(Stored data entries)
= Beginning of Section =
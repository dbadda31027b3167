use argon2::{
    Algorithm, Argon2, Params, Version,
    password_hash::{PasswordHash, PasswordHasher, PasswordVerifier, SaltString, rand_core::OsRng},
};
use rand::Rng;

use crate::error::{Error, Result};
use crate::identity::Credential;

const ARGON2_MEMORY: u32 = 64 * 1024; // 64KB
const ARGON2_ITERATIONS: u32 = 1;
const ARGON2_PARALLELISM: u32 = 4;
const ARGON2_OUTPUT_LEN: usize = 32;

const TOKEN_PREFIX: &str = "redline";
const LOOKUP_LENGTH: usize = 8;
const SECRET_LENGTH: usize = 24;

/// A freshly minted bearer token. `raw` is shown once; only `credential`
/// goes into the `[[users]]` table.
#[derive(Debug, Clone)]
pub struct IssuedToken {
    pub raw: String,
    pub credential: Credential,
}

pub struct TokenGenerator {
    argon2: Argon2<'static>,
}

impl Default for TokenGenerator {
    fn default() -> Self {
        Self::new()
    }
}

impl TokenGenerator {
    #[must_use]
    pub fn new() -> Self {
        let params = Params::new(
            ARGON2_MEMORY,
            ARGON2_ITERATIONS,
            ARGON2_PARALLELISM,
            Some(ARGON2_OUTPUT_LEN),
        )
        .expect("invalid argon2 params");

        Self {
            argon2: Argon2::new(Algorithm::Argon2id, Version::V0x13, params),
        }
    }

    /// Mints `redline_<lookup>_<secret>` for `user_id`.
    pub fn issue(&self, user_id: &str) -> Result<IssuedToken> {
        let lookup = uuid::Uuid::new_v4().simple().to_string()[..LOOKUP_LENGTH].to_string();
        let raw = format!("{TOKEN_PREFIX}_{lookup}_{}", random_secret());
        let token_hash = self.hash(&raw)?;
        Ok(IssuedToken {
            raw,
            credential: Credential {
                user_id: user_id.to_string(),
                token_lookup: lookup,
                token_hash,
            },
        })
    }

    /// Argon2id PHC string for a raw token.
    pub fn hash(&self, token: &str) -> Result<String> {
        let salt = SaltString::generate(&mut OsRng);
        let hash = self
            .argon2
            .hash_password(token.as_bytes(), &salt)
            .map_err(|e| Error::Config(format!("failed to hash token: {e}")))?;
        Ok(hash.to_string())
    }

    pub fn verify(&self, token: &str, hash: &str) -> Result<bool> {
        let parsed_hash = PasswordHash::new(hash)
            .map_err(|e| Error::Config(format!("invalid hash format: {e}")))?;

        match self.argon2.verify_password(token.as_bytes(), &parsed_hash) {
            Ok(()) => Ok(true),
            Err(argon2::password_hash::Error::Password) => Ok(false),
            Err(e) => Err(Error::Config(format!("failed to verify token: {e}"))),
        }
    }
}

fn random_secret() -> String {
    const HEX: &[u8; 16] = b"0123456789abcdef";
    let mut rng = rand::thread_rng();
    (0..SECRET_LENGTH)
        .map(|_| HEX[rng.gen_range(0..HEX.len())] as char)
        .collect()
}

/// Splits a raw token into `(lookup, secret)`.
pub fn parse_token(token: &str) -> Result<(String, String)> {
    let rest = token
        .strip_prefix(TOKEN_PREFIX)
        .and_then(|r| r.strip_prefix('_'))
        .ok_or(Error::InvalidTokenFormat)?;

    let (lookup, secret) = rest.split_once('_').ok_or(Error::InvalidTokenFormat)?;
    if lookup.len() != LOOKUP_LENGTH || secret.len() != SECRET_LENGTH || secret.contains('_') {
        return Err(Error::InvalidTokenFormat);
    }

    Ok((lookup.to_string(), secret.to_string()))
}
pub struct PresenceHub {
    sessions: DashMap<String, Session>,
    /// Document id to session ids in join order.
    rooms: DashMap<String, Vec<String>>,
    next_color: AtomicUsize,
    idle_timeout: Duration,
}

impl Default for PresenceHub {
    fn default() -> Self {
        Self::new(DEFAULT_IDLE_TIMEOUT)
    }
}

impl PresenceHub {
    #[must_use]
    pub fn new(idle_timeout: Duration) -> Self {
        Self {
            sessions: DashMap::new(),
            rooms: DashMap::new(),
            next_color: AtomicUsize::new(0),
            idle_timeout,
        }
    }

    #[must_use]
    pub fn idle_timeout(&self) -> Duration {
        self.idle_timeout
    }

    #[must_use]
    pub fn session_count(&self) -> usize {
        self.sessions.len()
    }

    /// Registers a session in `document_id`'s room.
    ///
    /// The joiner receives `document-state` built from `snapshot` followed by
    /// `users-update`; everyone else in the room receives `user-joined` and
    /// `users-update`. Returns the new session id.
    pub fn join(
        &self,
        document_id: &str,
        user: &Identity,
        display_name: Option<&str>,
        snapshot: DocumentSnapshot,
        outbox: Outbox,
    ) -> String {
        let session_id = Uuid::new_v4().to_string();
        let color = PALETTE[self.next_color.fetch_add(1, Ordering::Relaxed) % PALETTE.len()];
        let user_name = display_name
            .map(str::trim)
            .filter(|n| !n.is_empty())
            .unwrap_or(user.display_name.as_str())
            .to_string();

        let (cursors, selections) = self.peers(document_id);
        let session = Session {
            document_id: document_id.to_string(),
            user_id: user.id.clone(),
            user_name,
            color,
            cursor: None,
            selection: None,
            typing: false,
            joined_at: Utc::now(),
            last_seen: Instant::now(),
            outbox,
        };
        let joined = session.collaborator(&session_id);
        self.sessions.insert(session_id.clone(), session);
        self.rooms
            .entry(document_id.to_string())
            .or_default()
            .push(session_id.clone());

        tracing::debug!(
            "{} joined document {document_id} as session {session_id}",
            user.id
        );

        self.send_to(
            &session_id,
            ServerMessage::DocumentState {
                document_id: document_id.to_string(),
                session_id: session_id.clone(),
                color,
                content: snapshot.content,
                version: snapshot.version,
                cursors,
                selections,
            },
        );
        let users = self.collaborators(document_id);
        self.send_to(&session_id, ServerMessage::UsersUpdate { users: users.clone() });
        self.broadcast_from(document_id, Some(&session_id), ServerMessage::UserJoined { user: joined });
        self.broadcast_from(document_id, Some(&session_id), ServerMessage::UsersUpdate { users });

        session_id
    }

    /// Refreshes the session's idle clock.
    pub fn touch(&self, session_id: &str) -> Result<()> {
        self.with_session(session_id, |_| ()).map(|_| ())
    }

    pub fn update_cursor(&self, session_id: &str, cursor: CursorPosition) -> Result<()> {
        let (document_id, peer) = self.with_session(session_id, |s| {
            s.cursor = Some(cursor);
            PeerCursor {
                session_id: session_id.to_string(),
                user_id: s.user_id.clone(),
                user_name: s.user_name.clone(),
                color: s.color,
                cursor,
            }
        })?;
        self.broadcast_from(&document_id, Some(session_id), ServerMessage::CursorUpdate(peer));
        Ok(())
    }

    pub fn update_selection(&self, session_id: &str, selection: Selection) -> Result<()> {
        let (document_id, peer) = self.with_session(session_id, |s| {
            s.selection = Some(selection);
            PeerSelection {
                session_id: session_id.to_string(),
                user_id: s.user_id.clone(),
                user_name: s.user_name.clone(),
                color: s.color,
                selection,
            }
        })?;
        self.broadcast_from(
            &document_id,
            Some(session_id),
            ServerMessage::SelectionUpdate(peer),
        );
        Ok(())
    }

    pub fn set_typing(&self, session_id: &str, is_typing: bool) -> Result<()> {
        let (document_id, message) = self.with_session(session_id, |s| {
            s.typing = is_typing;
            ServerMessage::UserTyping {
                session_id: session_id.to_string(),
                user_id: s.user_id.clone(),
                user_name: s.user_name.clone(),
                is_typing,
            }
        })?;
        self.broadcast_from(&document_id, Some(session_id), message);
        Ok(())
    }

    /// Removes a session and tells the rest of its room.
    pub fn leave(&self, session_id: &str) -> Result<()> {
        let (_, session) = self
            .sessions
            .remove(session_id)
            .ok_or_else(|| Error::not_found(format!("session {session_id}")))?;

        let room_empty = match self.rooms.get_mut(&session.document_id) {
            Some(mut room) => {
                room.retain(|id| id != session_id);
                room.is_empty()
            }
            None => false,
        };
        if room_empty {
            self.rooms
                .remove_if(&session.document_id, |_, room| room.is_empty());
        }

        tracing::debug!(
            "{} left document {} (session {session_id})",
            session.user_id,
            session.document_id
        );

        self.broadcast_from(
            &session.document_id,
            None,
            ServerMessage::UserLeft {
                session_id: session_id.to_string(),
                user_id: session.user_id,
                user_name: session.user_name,
            },
        );
        let users = self.collaborators(&session.document_id);
        self.broadcast_from(&session.document_id, None, ServerMessage::UsersUpdate { users });
        Ok(())
    }

    /// Evicts every session idle for longer than the timeout as of `now`.
    pub fn sweep(&self, now: Instant) -> Vec<String> {
        let expired: Vec<String> = self
            .sessions
            .iter()
            .filter(|s| now.saturating_duration_since(s.last_seen) > self.idle_timeout)
            .map(|s| s.key().clone())
            .collect();

        for session_id in &expired {
            if self.leave(session_id).is_ok() {
                tracing::info!("Presence session {session_id} expired");
            }
        }
        expired
    }

    /// Runs [`sweep`](Self::sweep) on a fixed interval until the task is aborted.
    pub fn spawn_sweeper(self: Arc<Self>, every: Duration) -> JoinHandle<()> {
        tokio::spawn(async move {
            let mut ticker = tokio::time::interval(every);
            ticker.set_missed_tick_behavior(tokio::time::MissedTickBehavior::Delay);
            loop {
                ticker.tick().await;
                self.sweep(Instant::now());
            }
        })
    }

    /// Sessions in a room, in join order.
    #[must_use]
    pub fn collaborators(&self, document_id: &str) -> Vec<Collaborator> {
        self.room(document_id)
            .iter()
            .filter_map(|id| self.sessions.get(id).map(|s| s.collaborator(id)))
            .collect()
    }

    pub fn send_to(&self, session_id: &str, message: ServerMessage) {
        let outbox = self.sessions.get(session_id).map(|s| s.outbox.clone());
        match outbox {
            Some(outbox) => deliver(session_id, &outbox, message),
            None => tracing::debug!("Dropping message for unknown session {session_id}"),
        }
    }

    /// Sends to every session in the room except `origin`.
    pub fn broadcast_from(&self, document_id: &str, origin: Option<&str>, message: ServerMessage) {
        let targets: Vec<(String, Outbox)> = self
            .room(document_id)
            .into_iter()
            .filter(|id| Some(id.as_str()) != origin)
            .filter_map(|id| {
                let outbox = self.sessions.get(&id).map(|s| s.outbox.clone());
                outbox.map(|o| (id, o))
            })
            .collect();

        for (session_id, outbox) in targets {
            deliver(&session_id, &outbox, message.clone());
        }
    }

    fn room(&self, document_id: &str) -> Vec<String> {
        self.rooms
            .get(document_id)
            .map(|r| r.value().clone())
            .unwrap_or_default()
    }

    fn peers(&self, document_id: &str) -> (Vec<PeerCursor>, Vec<PeerSelection>) {
        let mut cursors = Vec::new();
        let mut selections = Vec::new();
        for c in self.collaborators(document_id) {
            if let Some(cursor) = c.cursor {
                cursors.push(PeerCursor {
                    session_id: c.session_id.clone(),
                    user_id: c.user_id.clone(),
                    user_name: c.user_name.clone(),
                    color: c.color,
                    cursor,
                });
            }
            if let Some(selection) = c.selection {
                selections.push(PeerSelection {
                    session_id: c.session_id,
                    user_id: c.user_id,
                    user_name: c.user_name,
                    color: c.color,
                    selection,
                });
            }
        }
        (cursors, selections)
    }

    /// Runs `update` on a live session, refreshing `last_seen`. Returns the
    /// session's document id with the closure's result.
    fn with_session<T>(
        &self,
        session_id: &str,
        update: impl FnOnce(&mut Session) -> T,
    ) -> Result<(String, T)> {
        let mut session = self
            .sessions
            .get_mut(session_id)
            .ok_or_else(|| Error::not_found(format!("session {session_id}")))?;
        session.last_seen = Instant::now();
        let out = update(&mut *session);
        Ok((session.document_id.clone(), out))
    }
}
mod file;
mod server;

pub use file::{FileConfig, ProjectSeed, UserEntry};
pub use server::{ServerConfig, StalePolicy};
use std::fs;
use std::path::Path;
use std::time::Duration;

use serde::Deserialize;

use super::{ServerConfig, StalePolicy};
use crate::error::{Error, Result};
use crate::types::Role;

/// On-disk TOML configuration.
///
/// Every section is optional; missing values fall back to
/// [`ServerConfig::default`].
#[derive(Debug, Default, Deserialize)]
#[serde(default, deny_unknown_fields)]
pub struct FileConfig {
    pub server: ServerSection,
    pub identity: IdentitySection,
    pub presence: PresenceSection,
    pub history: HistorySection,
    pub review: ReviewSection,
    pub users: Vec<UserEntry>,
    pub projects: Vec<ProjectSeed>,
}

#[derive(Debug, Default, Deserialize)]
#[serde(default, deny_unknown_fields)]
pub struct ServerSection {
    pub host: Option<String>,
    pub port: Option<u16>,
}

#[derive(Debug, Default, Deserialize)]
#[serde(default, deny_unknown_fields)]
pub struct IdentitySection {
    pub lookup_timeout_ms: Option<u64>,
}

#[derive(Debug, Default, Deserialize)]
#[serde(default, deny_unknown_fields)]
pub struct PresenceSection {
    pub idle_timeout_secs: Option<u64>,
    pub sweep_interval_secs: Option<u64>,
}

#[derive(Debug, Default, Deserialize)]
#[serde(default, deny_unknown_fields)]
pub struct HistorySection {
    pub edit_capacity: Option<usize>,
    pub activity_capacity: Option<usize>,
}

#[derive(Debug, Default, Deserialize)]
#[serde(default, deny_unknown_fields)]
pub struct ReviewSection {
    pub stale_policy: Option<StalePolicy>,
}

#[derive(Debug, Clone, Deserialize)]
#[serde(deny_unknown_fields)]
pub struct UserEntry {
    pub id: String,
    pub display_name: String,
    #[serde(default)]
    pub role: Role,
    #[serde(default)]
    pub token_lookup: Option<String>,
    #[serde(default)]
    pub token_hash: Option<String>,
}

/// A project created at startup.
#[derive(Debug, Clone, Deserialize)]
#[serde(deny_unknown_fields)]
pub struct ProjectSeed {
    pub id: Option<String>,
    pub name: String,
    #[serde(default)]
    pub description: String,
    pub owner_id: String,
    #[serde(default)]
    pub members: Vec<String>,
    #[serde(default)]
    pub content: String,
}

impl FileConfig {
    pub fn load(path: &Path) -> Result<Self> {
        let raw = fs::read_to_string(path)?;
        Self::parse(&raw)
    }

    pub fn parse(raw: &str) -> Result<Self> {
        let config: FileConfig =
            toml::from_str(raw).map_err(|e| Error::Config(format!("invalid config file: {e}")))?;
        config.validate()?;
        Ok(config)
    }

    fn validate(&self) -> Result<()> {
        let mut seen = std::collections::HashSet::new();
        for user in &self.users {
            if user.id.trim().is_empty() {
                return Err(Error::Config("user id cannot be empty".into()));
            }
            if !seen.insert(user.id.as_str()) {
                return Err(Error::Config(format!("duplicate user id '{}'", user.id)));
            }
            if user.token_lookup.is_some() != user.token_hash.is_some() {
                return Err(Error::Config(format!(
                    "user '{}' needs both token_lookup and token_hash",
                    user.id
                )));
            }
        }
        for project in &self.projects {
            if !seen.contains(project.owner_id.as_str()) {
                return Err(Error::Config(format!(
                    "project '{}' has unknown owner '{}'",
                    project.name, project.owner_id
                )));
            }
            if let Some(member) = project.members.iter().find(|m| !seen.contains(m.as_str())) {
                return Err(Error::Config(format!(
                    "project '{}' has unknown member '{member}'",
                    project.name
                )));
            }
        }
        if self.presence.sweep_interval_secs == Some(0) {
            return Err(Error::Config("presence.sweep_interval_secs must be > 0".into()));
        }
        Ok(())
    }

    /// Builds the runtime configuration from this file.
    #[must_use]
    pub fn server_config(&self) -> ServerConfig {
        let defaults = ServerConfig::default();
        ServerConfig {
            host: self.server.host.clone().unwrap_or(defaults.host),
            port: self.server.port.unwrap_or(defaults.port),
            lookup_timeout: self
                .identity
                .lookup_timeout_ms
                .map_or(defaults.lookup_timeout, Duration::from_millis),
            presence_idle_timeout: self
                .presence
                .idle_timeout_secs
                .map_or(defaults.presence_idle_timeout, Duration::from_secs),
            presence_sweep_interval: self
                .presence
                .sweep_interval_secs
                .map_or(defaults.presence_sweep_interval, Duration::from_secs),
            edit_history_capacity: self
                .history
                .edit_capacity
                .unwrap_or(defaults.edit_history_capacity),
            activity_history_capacity: self
                .history
                .activity_capacity
                .unwrap_or(defaults.activity_history_capacity),
            stale_policy: self.review.stale_policy.unwrap_or(defaults.stale_policy),
        }
    }
}
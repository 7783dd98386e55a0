use nav_geom::{cross, Vec2};

use crate::corridor::{Portal, PortalVertex};

/// Funnel / apex pass: collapse a portal sequence into the minimum-bend
/// polyline through it, returning interior apex points only (the caller owns
/// the start and end).
///
/// Portal endpoints are classified left/right per portal against the current
/// apex, so triangle winding never matters. All sign tests are strict: a
/// zero cross product (collinear edges, grazing contact) neither tightens
/// nor advances the funnel, so ties cannot emit spurious apexes.
///
/// The pass cannot fail. A malformed portal sequence (consecutive portals
/// not sharing a vertex) produces a geometrically wrong polyline, not an
/// error; corridor construction upstream owns well-formedness.
pub fn smooth(portals: &[Portal], start: Vec2) -> Vec<Vec2> {
    let mut out = Vec::new();
    smooth_into(portals, start, &mut out);
    out
}

/// Append the interior apex points to `out`.
pub(crate) fn smooth_into(portals: &[Portal], start: Vec2, out: &mut Vec<Vec2>) {
    if portals.is_empty() {
        return;
    }

    let mut apex = start;
    let (mut left, mut right) = classify(apex, &portals[0]);
    let (mut left_pos, mut right_pos) = (0usize, 0usize);

    let mut k = 1;
    while k < portals.len() {
        let (new_left, new_right) = classify(apex, &portals[k]);

        // The new right endpoint crossed the left funnel edge: the left
        // vertex is the next apex.
        if cross(left.point - apex, new_right.point - apex) > 0.0 {
            out.push(left.point);
            apex = left.point;
            match reseed(portals, apex, left.index, left_pos + 1) {
                Some((l, r, pos)) => {
                    left = l;
                    right = r;
                    left_pos = pos;
                    right_pos = pos;
                    k = pos + 1;
                }
                None => return,
            }
            continue;
        }

        // Mirror image: the new left endpoint crossed the right funnel edge.
        if cross(right.point - apex, new_left.point - apex) < 0.0 {
            out.push(right.point);
            apex = right.point;
            match reseed(portals, apex, right.index, right_pos + 1) {
                Some((l, r, pos)) => {
                    left = l;
                    right = r;
                    left_pos = pos;
                    right_pos = pos;
                    k = pos + 1;
                }
                None => return,
            }
            continue;
        }

        // No crossover: tighten whichever edges narrow.
        if cross(left.point - apex, new_left.point - apex) < 0.0 {
            left = new_left;
            left_pos = k;
        }
        if cross(right.point - apex, new_right.point - apex) > 0.0 {
            right = new_right;
            right_pos = k;
        }

        k += 1;
    }
}

/// Order a portal's endpoints as (left, right) as seen from `origin`.
///
/// Post-condition: `cross(left - origin, right - origin) <= 0`.
fn classify(origin: Vec2, portal: &Portal) -> (PortalVertex, PortalVertex) {
    let va = portal.a.point - origin;
    let vb = portal.b.point - origin;
    if cross(va, vb) > 0.0 {
        (portal.b, portal.a)
    } else {
        (portal.a, portal.b)
    }
}

/// After an apex advance, find the first portal past `from` whose endpoints
/// are both distinct from the apex vertex (portals sharing the apex are
/// trivially visible from it) and re-seed the funnel from it.
///
/// Each advance moves the funnel seed strictly past the portal that supplied
/// the apex, so the number of advances is bounded by the portal count and
/// the pass terminates.
fn reseed(
    portals: &[Portal],
    apex: Vec2,
    apex_index: u32,
    from: usize,
) -> Option<(PortalVertex, PortalVertex, usize)> {
    let mut i = from;
    while i < portals.len() {
        let p = &portals[i];
        if p.a.index != apex_index && p.b.index != apex_index {
            let (l, r) = classify(apex, p);
            return Some((l, r, i));
        }
        i += 1;
    }
    None
}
= End of Section =
Please go through the data above and copy each line containing the word "contains".

    if lookup.len() != LOOKUP_LENGTH || secret.len() != SECRET_LENGTH || secret.contains('_') {
            if !seen.contains(project.owner_id.as_str()) {
            if let Some(member) = project.members.iter().find(|m| !seen.contains(m.as_str())) {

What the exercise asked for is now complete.